At this moment he saw another random sentence, right above the frame of his bizarre host, and he spoke out loud as he read the words:
— It’s at the edge of life that we meet our deepest strength.

- Oh, an anomaly quoting another. Most people don’t remember quotes, I don’t remember most people. But this one I can’t forget. That’s the scramble girl.

- Who’s the scramble girl?

- She was one of the crooked women, she tried to bypass the Overlay by developing a device that scrambled the signal emitted by the implant in the nervous system.

- What happened to her?

- She managed to hack the core, but the system took care of her, she eventually merged into the herd.

- Open the door.

- I have no reason to do that.

- You do. I am an anomaly as you now know, something in me is impairing the system and I’ve heard too much. Would you like me to go back now, being a liability to the Overlay? I am offering you a way out, through a way in. You let me in, and I face the risk of merging into the herd, for good, like the scramble girl.

The door opened and he ran, the sweat rolling through his face. He stumbled and fell. The thunder in his ears sounded like screams of terror. He squirmed in pain, the system was striking hard, trying to overlay his very life. In the middle of the noise, as a distant chant, he heard those words: “The road to freedom has always been stalked by death”. He crawled towards the words and they became louder. “One must still have chaos in oneself to give birth to a dancing star”.

He discovered a flaw on the floor; he removed a piece of it and found a little box; he opened the box and all the noise was gone; he had found the scramble girl’s device, it looked like a regular smart watch, and it set him free. He quickly put on the watch and then the sound of the street caught his attention. People running, shouts and bombs. He was right under the crooked women protest and they were under attack. Through a grid above his head he could see them with his own eyes. And they weren’t crooked, they weren’t deformed and scary, they were women, with women bodies. That’s how the crooked women really looked like.
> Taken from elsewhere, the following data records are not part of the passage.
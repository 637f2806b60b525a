//! 需要可用的 MySQL 服务器，默认忽略：
//! PROJECT_DB_TEST_HOST=127.0.0.1 PROJECT_DB_TEST_PORT=3306 cargo test -- --ignored

use project_db::db::{self, schema};
use project_db::models::{ConnectionSettings, ProjectSchema};
use project_db::services::{Outcome, Prompt, Provisioner, Stage};
use project_db::Result;
use sqlx::MySqlPool;

const LIST_TABLES: &str = "SELECT TABLE_NAME FROM INFORMATION_SCHEMA.TABLES \
     WHERE TABLE_SCHEMA = ? AND TABLE_TYPE = 'BASE TABLE' ORDER BY TABLE_NAME";

struct Answer(&'static str);

impl Prompt for Answer {
    fn ask(&mut self, _question: &str) -> Result<String> {
        Ok(self.0.to_string())
    }
}

fn test_settings() -> ConnectionSettings {
    let env = |key: &str, default: &str| std::env::var(key).unwrap_or_else(|_| default.to_string());
    ConnectionSettings {
        host: env("PROJECT_DB_TEST_HOST", "127.0.0.1"),
        port: env("PROJECT_DB_TEST_PORT", "3306").parse().unwrap(),
        username: env("PROJECT_DB_TEST_USER", "root"),
        password: env("PROJECT_DB_TEST_PASSWORD", "root"),
        database: None,
    }
}

async fn provision(project: &str, answer: &'static str) -> (Outcome, Stage) {
    let schema = ProjectSchema::for_project(project).unwrap();
    let mut provisioner = Provisioner::connect(&test_settings(), schema).await.unwrap();
    let outcome = provisioner.run(&mut Answer(answer)).await.unwrap();
    (outcome, provisioner.stage())
}

async fn tables(pool: &MySqlPool, name: &str) -> Vec<String> {
    sqlx::query_scalar(LIST_TABLES)
        .bind(name)
        .fetch_all(pool)
        .await
        .unwrap()
}

async fn log_rows(pool: &MySqlPool, name: &str) -> Vec<(String, String)> {
    sqlx::query_as(&format!(
        "SELECT type, detail FROM {}.tbl_log ORDER BY id",
        schema::quote_identifier(name)
    ))
    .fetch_all(pool)
    .await
    .unwrap()
}

async fn drop_schema(pool: &MySqlPool, name: &str) {
    sqlx::raw_sql(&schema::drop_database(name))
        .execute(pool)
        .await
        .unwrap();
}

#[tokio::test]
#[ignore]
async fn test_fresh_project_is_created() {
    let pool = db::connect_pool(&test_settings()).await.unwrap();
    let name = "db_project_it_fresh";
    drop_schema(&pool, name).await;

    let (outcome, stage) = provision("it_fresh", "n").await;
    assert_eq!(outcome, Outcome::Created);
    assert_eq!(stage, Stage::Terminated);

    assert_eq!(tables(&pool, name).await, vec!["tbl_config", "tbl_log"]);
    assert_eq!(
        log_rows(&pool, name).await,
        vec![("INFO".to_string(), "database created".to_string())]
    );

    drop_schema(&pool, name).await;
}

#[tokio::test]
#[ignore]
async fn test_existing_project_overwrite() {
    let pool = db::connect_pool(&test_settings()).await.unwrap();
    let name = "db_project_it_overwrite";
    drop_schema(&pool, name).await;

    provision("it_overwrite", "n").await;
    sqlx::query(&format!(
        "INSERT INTO {}.tbl_config (name, value) VALUES ('mode', 'fast')",
        schema::quote_identifier(name)
    ))
    .execute(&pool)
    .await
    .unwrap();

    // 拒绝覆盖：原有数据保留
    let (outcome, _) = provision("it_overwrite", "N").await;
    assert_eq!(outcome, Outcome::Kept);
    let count: i64 = sqlx::query_scalar(&format!(
        "SELECT COUNT(*) FROM {}.tbl_config",
        schema::quote_identifier(name)
    ))
    .fetch_one(&pool)
    .await
    .unwrap();
    assert_eq!(count, 1);

    // 确认覆盖：得到全新的库
    let (outcome, _) = provision("it_overwrite", "Y").await;
    assert_eq!(outcome, Outcome::Created);
    assert_eq!(tables(&pool, name).await, vec!["tbl_config", "tbl_log"]);
    let count: i64 = sqlx::query_scalar(&format!(
        "SELECT COUNT(*) FROM {}.tbl_config",
        schema::quote_identifier(name)
    ))
    .fetch_one(&pool)
    .await
    .unwrap();
    assert_eq!(count, 0);
    assert_eq!(log_rows(&pool, name).await.len(), 1);

    drop_schema(&pool, name).await;
}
He stood up to run away, but stopped, staring at the reflective still wall. A woman looked back at him. Her mouth was moving, “It’s at the edge of life that we meet our deepest strength”. His mouth was moving — and the louder he spoke the better he could hear her voice. Her voice was his voice. There was only her. There had always been her. She was the woman who had hacked the Overlay and developed the scramble device. She was the scramble girl and she set herself free. She was a woman and there was blood in her clothes. She understood everything now, she was free from the herd and she had to run, she had to move faster than she had ever moved in her life.

When she entered her tiny flat, free of any reality overlay, she felt not a subtle but a strong smell of blood. The bathroom floor was covered in blood — and there was the child. She fell on her knees, sobbing. Crawling, she drew near the child, that was so quiet. She finally took the baby in her trembling hands. Heavy drops of tear wet the baby’s face, heavy warm drops. Her face now touched the little face, all her body trembling, her weeping uncontained. And then she felt it, she felt the soft breath, the gentle breath of life that thrived. Her hands stopped shaking, she stopped weeping, she met her deepest strength. Both stood still, like one, breathing, at the edge of life.